Records follow. Pull out every line that contains "Option".

• **DATASET EXTRACT**
|---|
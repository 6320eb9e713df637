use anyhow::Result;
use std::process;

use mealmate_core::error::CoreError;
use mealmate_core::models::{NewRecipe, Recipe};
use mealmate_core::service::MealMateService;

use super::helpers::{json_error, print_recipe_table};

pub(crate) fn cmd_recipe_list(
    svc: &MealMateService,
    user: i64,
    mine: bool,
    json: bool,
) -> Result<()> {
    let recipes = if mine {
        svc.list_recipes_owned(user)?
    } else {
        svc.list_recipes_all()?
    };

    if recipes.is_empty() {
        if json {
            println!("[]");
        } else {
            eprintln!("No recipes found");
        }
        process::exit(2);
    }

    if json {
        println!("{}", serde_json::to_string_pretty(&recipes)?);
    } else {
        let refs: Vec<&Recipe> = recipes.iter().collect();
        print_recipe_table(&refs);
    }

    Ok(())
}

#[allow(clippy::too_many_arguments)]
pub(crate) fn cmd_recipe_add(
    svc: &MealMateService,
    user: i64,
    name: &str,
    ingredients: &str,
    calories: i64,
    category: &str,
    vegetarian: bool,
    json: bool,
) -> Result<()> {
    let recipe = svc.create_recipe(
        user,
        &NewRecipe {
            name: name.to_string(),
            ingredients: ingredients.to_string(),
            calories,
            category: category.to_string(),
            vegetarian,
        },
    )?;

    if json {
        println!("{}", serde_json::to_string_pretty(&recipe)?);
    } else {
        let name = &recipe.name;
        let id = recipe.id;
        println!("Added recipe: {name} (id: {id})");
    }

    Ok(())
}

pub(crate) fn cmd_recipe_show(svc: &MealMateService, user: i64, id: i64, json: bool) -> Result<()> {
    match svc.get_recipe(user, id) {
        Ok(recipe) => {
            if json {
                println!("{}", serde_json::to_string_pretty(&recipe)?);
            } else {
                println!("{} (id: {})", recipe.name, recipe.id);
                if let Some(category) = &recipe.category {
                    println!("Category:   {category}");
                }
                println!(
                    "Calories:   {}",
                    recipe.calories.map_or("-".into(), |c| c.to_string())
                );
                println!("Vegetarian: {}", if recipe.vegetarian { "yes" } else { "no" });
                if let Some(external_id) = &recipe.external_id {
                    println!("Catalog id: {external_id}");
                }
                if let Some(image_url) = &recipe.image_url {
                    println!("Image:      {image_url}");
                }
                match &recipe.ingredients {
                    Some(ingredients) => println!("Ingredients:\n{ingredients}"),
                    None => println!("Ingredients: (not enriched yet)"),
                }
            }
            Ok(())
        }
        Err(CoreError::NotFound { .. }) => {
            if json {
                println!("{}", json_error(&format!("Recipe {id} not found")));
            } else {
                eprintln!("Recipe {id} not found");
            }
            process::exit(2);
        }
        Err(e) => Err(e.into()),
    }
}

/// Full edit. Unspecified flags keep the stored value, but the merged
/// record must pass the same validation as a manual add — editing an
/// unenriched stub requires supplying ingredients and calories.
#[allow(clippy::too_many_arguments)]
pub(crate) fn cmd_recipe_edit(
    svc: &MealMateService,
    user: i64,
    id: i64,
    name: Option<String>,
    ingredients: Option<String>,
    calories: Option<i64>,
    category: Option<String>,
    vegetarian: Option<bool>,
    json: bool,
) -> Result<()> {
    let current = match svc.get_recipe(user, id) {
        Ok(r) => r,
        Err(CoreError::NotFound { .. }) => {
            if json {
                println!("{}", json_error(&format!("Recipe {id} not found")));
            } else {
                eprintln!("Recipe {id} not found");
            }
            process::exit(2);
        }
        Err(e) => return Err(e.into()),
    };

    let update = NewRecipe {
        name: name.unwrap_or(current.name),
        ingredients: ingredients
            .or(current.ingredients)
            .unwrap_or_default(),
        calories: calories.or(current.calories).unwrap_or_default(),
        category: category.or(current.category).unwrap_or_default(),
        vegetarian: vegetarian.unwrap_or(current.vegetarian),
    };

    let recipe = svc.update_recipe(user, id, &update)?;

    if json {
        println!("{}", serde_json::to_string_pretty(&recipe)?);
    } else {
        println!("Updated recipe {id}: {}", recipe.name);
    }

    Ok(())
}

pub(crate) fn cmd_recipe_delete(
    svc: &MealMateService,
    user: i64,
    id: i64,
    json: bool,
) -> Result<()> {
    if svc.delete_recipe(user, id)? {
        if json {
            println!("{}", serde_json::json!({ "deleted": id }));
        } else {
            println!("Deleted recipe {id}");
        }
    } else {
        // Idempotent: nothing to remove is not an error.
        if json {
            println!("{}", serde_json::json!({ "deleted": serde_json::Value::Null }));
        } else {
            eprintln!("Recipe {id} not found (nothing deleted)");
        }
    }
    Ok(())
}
|---|
• **RESPONSE FOR THIS EXERCISE**
    name: Option<String>,
    ingredients: Option<String>,
    calories: Option<i64>,
    category: Option<String>,
    vegetarian: Option<bool>,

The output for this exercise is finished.